### WHAT THE TASK REQUIRES
Where does the string "Location" occur in the entries below? Copy every line where it does.

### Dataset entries
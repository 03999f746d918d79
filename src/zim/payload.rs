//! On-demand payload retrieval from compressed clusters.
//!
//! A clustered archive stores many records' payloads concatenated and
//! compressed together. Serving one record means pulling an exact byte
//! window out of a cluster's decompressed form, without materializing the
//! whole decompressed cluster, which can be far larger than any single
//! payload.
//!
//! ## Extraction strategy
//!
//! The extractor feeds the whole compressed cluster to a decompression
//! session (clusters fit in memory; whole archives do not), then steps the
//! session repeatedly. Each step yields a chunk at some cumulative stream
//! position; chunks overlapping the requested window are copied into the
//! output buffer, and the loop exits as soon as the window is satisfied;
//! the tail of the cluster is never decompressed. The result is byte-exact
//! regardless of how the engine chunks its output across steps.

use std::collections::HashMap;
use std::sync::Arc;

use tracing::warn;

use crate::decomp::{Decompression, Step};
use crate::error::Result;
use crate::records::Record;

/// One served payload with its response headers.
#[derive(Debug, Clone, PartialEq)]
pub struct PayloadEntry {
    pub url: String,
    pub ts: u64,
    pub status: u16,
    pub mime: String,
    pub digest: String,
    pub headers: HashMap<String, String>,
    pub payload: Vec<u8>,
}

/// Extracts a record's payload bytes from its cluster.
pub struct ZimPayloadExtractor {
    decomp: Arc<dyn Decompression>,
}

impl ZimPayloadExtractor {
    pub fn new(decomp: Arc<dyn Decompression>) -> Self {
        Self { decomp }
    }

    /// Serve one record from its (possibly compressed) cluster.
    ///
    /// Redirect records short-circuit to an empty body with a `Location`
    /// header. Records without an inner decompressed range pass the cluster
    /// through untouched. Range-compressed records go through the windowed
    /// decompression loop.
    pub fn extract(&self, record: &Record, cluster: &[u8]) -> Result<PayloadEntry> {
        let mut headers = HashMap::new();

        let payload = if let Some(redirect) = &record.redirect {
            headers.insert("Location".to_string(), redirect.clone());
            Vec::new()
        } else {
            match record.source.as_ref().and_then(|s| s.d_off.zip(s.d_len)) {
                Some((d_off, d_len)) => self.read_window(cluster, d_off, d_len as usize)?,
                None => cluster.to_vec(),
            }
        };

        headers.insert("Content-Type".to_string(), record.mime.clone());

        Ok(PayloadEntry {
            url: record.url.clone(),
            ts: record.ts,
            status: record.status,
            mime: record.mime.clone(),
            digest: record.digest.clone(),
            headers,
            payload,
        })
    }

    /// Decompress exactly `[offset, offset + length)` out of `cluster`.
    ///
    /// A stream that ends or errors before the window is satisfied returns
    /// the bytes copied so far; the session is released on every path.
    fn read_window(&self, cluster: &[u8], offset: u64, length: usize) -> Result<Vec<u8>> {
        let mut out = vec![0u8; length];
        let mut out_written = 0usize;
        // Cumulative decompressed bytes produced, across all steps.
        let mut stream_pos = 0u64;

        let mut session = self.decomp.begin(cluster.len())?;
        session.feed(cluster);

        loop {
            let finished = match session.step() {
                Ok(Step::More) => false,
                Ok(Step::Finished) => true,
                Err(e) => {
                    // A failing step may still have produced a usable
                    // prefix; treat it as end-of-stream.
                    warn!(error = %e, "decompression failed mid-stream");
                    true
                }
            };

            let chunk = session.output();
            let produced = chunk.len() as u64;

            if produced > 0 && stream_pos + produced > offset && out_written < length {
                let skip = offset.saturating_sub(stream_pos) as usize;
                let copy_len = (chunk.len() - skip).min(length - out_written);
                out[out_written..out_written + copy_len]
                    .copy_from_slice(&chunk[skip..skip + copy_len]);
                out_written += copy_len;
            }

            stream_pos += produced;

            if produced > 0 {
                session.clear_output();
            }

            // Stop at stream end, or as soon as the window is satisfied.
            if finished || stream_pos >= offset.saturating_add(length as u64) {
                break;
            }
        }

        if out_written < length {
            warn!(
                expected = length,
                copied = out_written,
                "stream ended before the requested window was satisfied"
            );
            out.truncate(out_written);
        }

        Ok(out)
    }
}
...
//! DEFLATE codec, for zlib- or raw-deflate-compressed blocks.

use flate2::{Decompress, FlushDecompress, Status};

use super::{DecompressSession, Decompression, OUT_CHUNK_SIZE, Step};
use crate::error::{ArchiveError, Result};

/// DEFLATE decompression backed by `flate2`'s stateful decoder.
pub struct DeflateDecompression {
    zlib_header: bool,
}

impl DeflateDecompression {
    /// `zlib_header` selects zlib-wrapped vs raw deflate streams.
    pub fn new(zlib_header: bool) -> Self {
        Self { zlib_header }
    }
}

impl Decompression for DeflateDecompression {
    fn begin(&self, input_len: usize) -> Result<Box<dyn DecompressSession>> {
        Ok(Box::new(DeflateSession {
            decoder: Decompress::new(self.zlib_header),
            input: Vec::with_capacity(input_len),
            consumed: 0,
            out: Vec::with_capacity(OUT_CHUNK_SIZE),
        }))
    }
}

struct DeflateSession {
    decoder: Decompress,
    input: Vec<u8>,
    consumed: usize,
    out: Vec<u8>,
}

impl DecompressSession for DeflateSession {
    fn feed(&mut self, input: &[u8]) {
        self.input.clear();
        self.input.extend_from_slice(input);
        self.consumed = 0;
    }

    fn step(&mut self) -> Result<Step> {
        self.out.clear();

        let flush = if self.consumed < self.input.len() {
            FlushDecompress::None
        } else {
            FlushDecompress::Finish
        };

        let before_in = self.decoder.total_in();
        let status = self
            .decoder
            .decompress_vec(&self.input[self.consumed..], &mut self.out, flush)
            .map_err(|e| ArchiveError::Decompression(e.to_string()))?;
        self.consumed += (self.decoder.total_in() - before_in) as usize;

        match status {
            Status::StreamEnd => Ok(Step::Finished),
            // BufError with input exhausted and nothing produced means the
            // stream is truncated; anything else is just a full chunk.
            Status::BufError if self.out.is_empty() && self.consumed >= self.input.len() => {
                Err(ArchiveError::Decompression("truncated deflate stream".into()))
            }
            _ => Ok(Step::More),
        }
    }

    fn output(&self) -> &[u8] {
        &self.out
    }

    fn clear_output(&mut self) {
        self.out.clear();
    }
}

### WRITTEN SOLUTION
    /// Redirect records short-circuit to an empty body with a `Location`
            headers.insert("Location".to_string(), redirect.clone());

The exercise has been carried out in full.